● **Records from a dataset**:
━━━━━━

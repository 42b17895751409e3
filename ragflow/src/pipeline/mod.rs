//! Pipeline building and execution.
//!
//! This module provides:
//! - A validated builder for linear pipelines
//! - The compiled, reusable pipeline with sequential execution
//! - Run identity for tracing

mod builder;
mod graph;

#[cfg(test)]
mod integration_tests;

pub use builder::PipelineBuilder;
pub use graph::{QaPipeline, RunIdentity};
//! Benchmarks for pipeline execution.

use criterion::{black_box, criterion_group, criterion_main, Criterion};
use ragflow::config::Settings;
use ragflow::flow::QaEngine;
use ragflow::testing::{SearchingAgent, StubIndex};
use std::sync::Arc;

fn pipeline_benchmark(c: &mut Criterion) {
    let runtime = tokio::runtime::Runtime::new().unwrap();

    c.bench_function("qa_flow_single_search", |b| {
        b.iter(|| {
            let engine = QaEngine::new(
                Arc::new(SearchingAgent::new(vec!["vector database"], "answer")),
                Arc::new(StubIndex::with_passage("A vector database stores embeddings.")),
                &Settings::default(),
            )
            .unwrap();

            let report = runtime
                .block_on(engine.run_qa_flow("What is a vector database?"))
                .unwrap();
            black_box(report)
        })
    });
}

criterion_group!(benches, pipeline_benchmark);
criterion_main!(benches);
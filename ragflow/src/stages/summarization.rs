//! Summarization stage: drafts an answer from the retrieved context.

use super::QaStage;
use crate::agent::{last_assistant_text, Message, ToolAgent};
use crate::errors::StageError;
use crate::prompts::SUMMARIZATION_SYSTEM_PROMPT;
use crate::state::{QaState, StateUpdate};
use async_trait::async_trait;
use std::sync::Arc;

/// The second stage: produces `draft_answer` from question and context.
///
/// The agent runs with no tools. Context defaults to the empty string so the
/// composed message stays well-formed even when retrieval found nothing; an
/// agent that produces no text turn yields an empty draft, not an error.
#[derive(Debug)]
pub struct SummarizationStage {
    agent: Arc<dyn ToolAgent>,
}

impl SummarizationStage {
    /// Creates the stage over the given agent.
    #[must_use]
    pub fn new(agent: Arc<dyn ToolAgent>) -> Self {
        Self { agent }
    }
}

#[async_trait]
impl QaStage for SummarizationStage {
    fn name(&self) -> &str {
        "summarization"
    }

    async fn run(&self, state: &QaState) -> Result<StateUpdate, StageError> {
        let content = format!(
            "Question:\n{}\n\nContext:\n{}",
            state.question(),
            state.context_or_default(),
        );

        let turns = self
            .agent
            .invoke(SUMMARIZATION_SYSTEM_PROMPT, &[], vec![Message::user(content)])
            .await?;

        Ok(StateUpdate::draft(last_assistant_text(&turns)))
    }
}
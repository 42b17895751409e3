//! Pipeline stages.
//!
//! A stage reads the shared [`QaState`] and returns the partial update it
//! owns; it never mutates the state directly.

use crate::errors::StageError;
use crate::state::{QaState, StateUpdate};
use async_trait::async_trait;
use std::fmt::Debug;

mod retrieval;
mod summarization;
mod verification;

pub use retrieval::{RetrievalStage, UNKNOWN_QUERY};
pub use summarization::SummarizationStage;
pub use verification::VerificationStage;

/// A unit of the linear QA pipeline.
#[async_trait]
pub trait QaStage: Send + Sync + Debug {
    /// Returns the name of the stage.
    fn name(&self) -> &str;

    /// Executes the stage against the current state.
    ///
    /// # Errors
    ///
    /// Returns [`StageError`] when an external-service call fails. Degraded
    /// agent behavior (no tool calls, no text turns) is not an error.
    async fn run(&self, state: &QaState) -> Result<StateUpdate, StageError>;
}
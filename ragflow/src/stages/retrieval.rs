//! Retrieval stage: drives the search-tool agent and extracts provenance.

use super::QaStage;
use crate::agent::{Message, Tool, ToolAgent, ToolCall, Turn};
use crate::errors::StageError;
use crate::prompts::RETRIEVAL_SYSTEM_PROMPT;
use crate::search::{SearchTool, SimilarityIndex};
use crate::state::{QaState, StateUpdate};
use async_trait::async_trait;
use std::fmt::Write as _;
use std::sync::Arc;
use tracing::debug;

/// Query label recorded when a tool result has no matching request.
pub const UNKNOWN_QUERY: &str = "Unknown Query";

/// The first stage: gathers context and per-call provenance.
///
/// The agent is granted a single search tool and may invoke it zero or more
/// times. Provenance pairs each tool result with the query that produced it
/// by positional matching against the assistant turns that requested tool
/// use; when an assistant turn carries several simultaneous tool calls only
/// the first call's arguments are inspected, and an unmatched result is
/// recorded as [`UNKNOWN_QUERY`]. Zero invocations yields empty outputs, not
/// an error.
#[derive(Debug)]
pub struct RetrievalStage {
    agent: Arc<dyn ToolAgent>,
    search_tool: Tool,
}

impl RetrievalStage {
    /// Creates the stage over the given agent and index.
    #[must_use]
    pub fn new(agent: Arc<dyn ToolAgent>, index: Arc<dyn SimilarityIndex>, k: usize) -> Self {
        Self {
            agent,
            search_tool: SearchTool::new(index, k).into_tool(),
        }
    }
}

#[async_trait]
impl QaStage for RetrievalStage {
    fn name(&self) -> &str {
        "retrieval"
    }

    async fn run(&self, state: &QaState) -> Result<StateUpdate, StageError> {
        let turns = self
            .agent
            .invoke(
                RETRIEVAL_SYSTEM_PROMPT,
                std::slice::from_ref(&self.search_tool),
                vec![Message::user(state.question())],
            )
            .await?;

        // The i-th tool result is paired with the i-th assistant turn that
        // requested tool use; first call of the turn only.
        let requests: Vec<&ToolCall> = turns
            .iter()
            .filter_map(|turn| match turn {
                Turn::Assistant { tool_calls, .. } => tool_calls.first(),
                Turn::ToolResult { .. } => None,
            })
            .collect();

        let results: Vec<&str> = turns
            .iter()
            .filter_map(|turn| match turn {
                Turn::ToolResult { content, .. } => Some(content.as_str()),
                Turn::Assistant { .. } => None,
            })
            .collect();

        debug!(calls = results.len(), "retrieval agent finished");

        let mut raw_context_blocks: Vec<String> = Vec::with_capacity(results.len());
        let mut trace_blocks: Vec<String> = Vec::with_capacity(results.len());
        let mut context = String::new();

        for (i, block) in results.iter().enumerate() {
            let query = requests
                .get(i)
                .and_then(|call| call.arguments.get("query"))
                .and_then(serde_json::Value::as_str)
                .unwrap_or(UNKNOWN_QUERY);

            raw_context_blocks.push((*block).to_string());
            let _ = write!(context, "\n=== RETRIEVAL CALL {} ===\n{block}\n", i + 1);
            trace_blocks.push(format!(
                "Retrieval Call {}\nQuery: {query}\nContext Length: {} characters",
                i + 1,
                block.chars().count(),
            ));
        }

        Ok(StateUpdate::retrieval(
            context.trim(),
            raw_context_blocks,
            trace_blocks.join("\n\n"),
        ))
    }
}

━━━━━━

● **What you need to do**: This exercise requires the entries above to be restated exactly.

● **Written reply**:
repository 42b17895751409e3
filename ragflow/src/pipeline/mod.rs
//! Pipeline building and execution.
//!
//! This module provides:
//! - A validated builder for linear pipelines
//! - The compiled, reusable pipeline with sequential execution
//! - Run identity for tracing

mod builder;
mod graph;

#[cfg(test)]
mod integration_tests;

pub use builder::PipelineBuilder;
pub use graph::{QaPipeline, RunIdentity};
//! Benchmarks for pipeline execution.

use criterion::{black_box, criterion_group, criterion_main, Criterion};
use ragflow::config::Settings;
use ragflow::flow::QaEngine;
use ragflow::testing::{SearchingAgent, StubIndex};
use std::sync::Arc;

fn pipeline_benchmark(c: &mut Criterion) {
    let runtime = tokio::runtime::Runtime::new().unwrap();

    c.bench_function("qa_flow_single_search", |b| {
        b.iter(|| {
            let engine = QaEngine::new(
                Arc::new(SearchingAgent::new(vec!["vector database"], "answer")),
                Arc::new(StubIndex::with_passage("A vector database stores embeddings.")),
                &Settings::default(),
            )
            .unwrap();

            let report = runtime
                .block_on(engine.run_qa_flow("What is a vector database?"))
                .unwrap();
            black_box(report)
        })
    });
}

criterion_group!(benches, pipeline_benchmark);
criterion_main!(benches);
filename ragflow/src/stages/summarization.rs
//! Summarization stage: drafts an answer from the retrieved context.

use super::QaStage;
use crate::agent::{last_assistant_text, Message, ToolAgent};
use crate::errors::StageError;
use crate::prompts::SUMMARIZATION_SYSTEM_PROMPT;
use crate::state::{QaState, StateUpdate};
use async_trait::async_trait;
use std::sync::Arc;

/// The second stage: produces `draft_answer` from question and context.
///
/// The agent runs with no tools. Context defaults to the empty string so the
/// composed message stays well-formed even when retrieval found nothing; an
/// agent that produces no text turn yields an empty draft, not an error.
#[derive(Debug)]
pub struct SummarizationStage {
    agent: Arc<dyn ToolAgent>,
}

impl SummarizationStage {
    /// Creates the stage over the given agent.
    #[must_use]
    pub fn new(agent: Arc<dyn ToolAgent>) -> Self {
        Self { agent }
    }
}

#[async_trait]
impl QaStage for SummarizationStage {
    fn name(&self) -> &str {
        "summarization"
    }

    async fn run(&self, state: &QaState) -> Result<StateUpdate, StageError> {
        let content = format!(
            "Question:\n{}\n\nContext:\n{}",
            state.question(),
            state.context_or_default(),
        );

        let turns = self
            .agent
            .invoke(SUMMARIZATION_SYSTEM_PROMPT, &[], vec![Message::user(content)])
            .await?;

        Ok(StateUpdate::draft(last_assistant_text(&turns)))
    }
}
repository 42b17895751409e3
//! Pipeline stages.
//!
//! A stage reads the shared [`QaState`] and returns the partial update it
//! owns; it never mutates the state directly.

use crate::errors::StageError;
use crate::state::{QaState, StateUpdate};
use async_trait::async_trait;
use std::fmt::Debug;

mod retrieval;
mod summarization;
mod verification;

pub use retrieval::{RetrievalStage, UNKNOWN_QUERY};
pub use summarization::SummarizationStage;
pub use verification::VerificationStage;

/// A unit of the linear QA pipeline.
#[async_trait]
pub trait QaStage: Send + Sync + Debug {
    /// Returns the name of the stage.
    fn name(&self) -> &str;

    /// Executes the stage against the current state.
    ///
    /// # Errors
    ///
    /// Returns [`StageError`] when an external-service call fails. Degraded
    /// agent behavior (no tool calls, no text turns) is not an error.
    async fn run(&self, state: &QaState) -> Result<StateUpdate, StageError>;
}
filename ragflow/src/stages/retrieval.rs
//! Retrieval stage: drives the search-tool agent and extracts provenance.

use super::QaStage;
use crate::agent::{Message, Tool, ToolAgent, ToolCall, Turn};
use crate::errors::StageError;
use crate::prompts::RETRIEVAL_SYSTEM_PROMPT;
use crate::search::{SearchTool, SimilarityIndex};
use crate::state::{QaState, StateUpdate};
use async_trait::async_trait;
use std::fmt::Write as _;
use std::sync::Arc;
use tracing::debug;

/// Query label recorded when a tool result has no matching request.
pub const UNKNOWN_QUERY: &str = "Unknown Query";

/// The first stage: gathers context and per-call provenance.
///
/// The agent is granted a single search tool and may invoke it zero or more
/// times. Provenance pairs each tool result with the query that produced it
/// by positional matching against the assistant turns that requested tool
/// use; when an assistant turn carries several simultaneous tool calls only
/// the first call's arguments are inspected, and an unmatched result is
/// recorded as [`UNKNOWN_QUERY`]. Zero invocations yields empty outputs, not
/// an error.
#[derive(Debug)]
pub struct RetrievalStage {
    agent: Arc<dyn ToolAgent>,
    search_tool: Tool,
}

impl RetrievalStage {
    /// Creates the stage over the given agent and index.
    #[must_use]
    pub fn new(agent: Arc<dyn ToolAgent>, index: Arc<dyn SimilarityIndex>, k: usize) -> Self {
        Self {
            agent,
            search_tool: SearchTool::new(index, k).into_tool(),
        }
    }
}

#[async_trait]
impl QaStage for RetrievalStage {
    fn name(&self) -> &str {
        "retrieval"
    }

    async fn run(&self, state: &QaState) -> Result<StateUpdate, StageError> {
        let turns = self
            .agent
            .invoke(
                RETRIEVAL_SYSTEM_PROMPT,
                std::slice::from_ref(&self.search_tool),
                vec![Message::user(state.question())],
            )
            .await?;

        // The i-th tool result is paired with the i-th assistant turn that
        // requested tool use; first call of the turn only.
        let requests: Vec<&ToolCall> = turns
            .iter()
            .filter_map(|turn| match turn {
                Turn::Assistant { tool_calls, .. } => tool_calls.first(),
                Turn::ToolResult { .. } => None,
            })
            .collect();

        let results: Vec<&str> = turns
            .iter()
            .filter_map(|turn| match turn {
                Turn::ToolResult { content, .. } => Some(content.as_str()),
                Turn::Assistant { .. } => None,
            })
            .collect();

        debug!(calls = results.len(), "retrieval agent finished");

        let mut raw_context_blocks: Vec<String> = Vec::with_capacity(results.len());
        let mut trace_blocks: Vec<String> = Vec::with_capacity(results.len());
        let mut context = String::new();

        for (i, block) in results.iter().enumerate() {
            let query = requests
                .get(i)
                .and_then(|call| call.arguments.get("query"))
                .and_then(serde_json::Value::as_str)
                .unwrap_or(UNKNOWN_QUERY);

            raw_context_blocks.push((*block).to_string());
            let _ = write!(context, "\n=== RETRIEVAL CALL {} ===\n{block}\n", i + 1);
            trace_blocks.push(format!(
                "Retrieval Call {}\nQuery: {query}\nContext Length: {} characters",
                i + 1,
                block.chars().count(),
            ));
        }

        Ok(StateUpdate::retrieval(
            context.trim(),
            raw_context_blocks,
            trace_blocks.join("\n\n"),
        ))
    }
}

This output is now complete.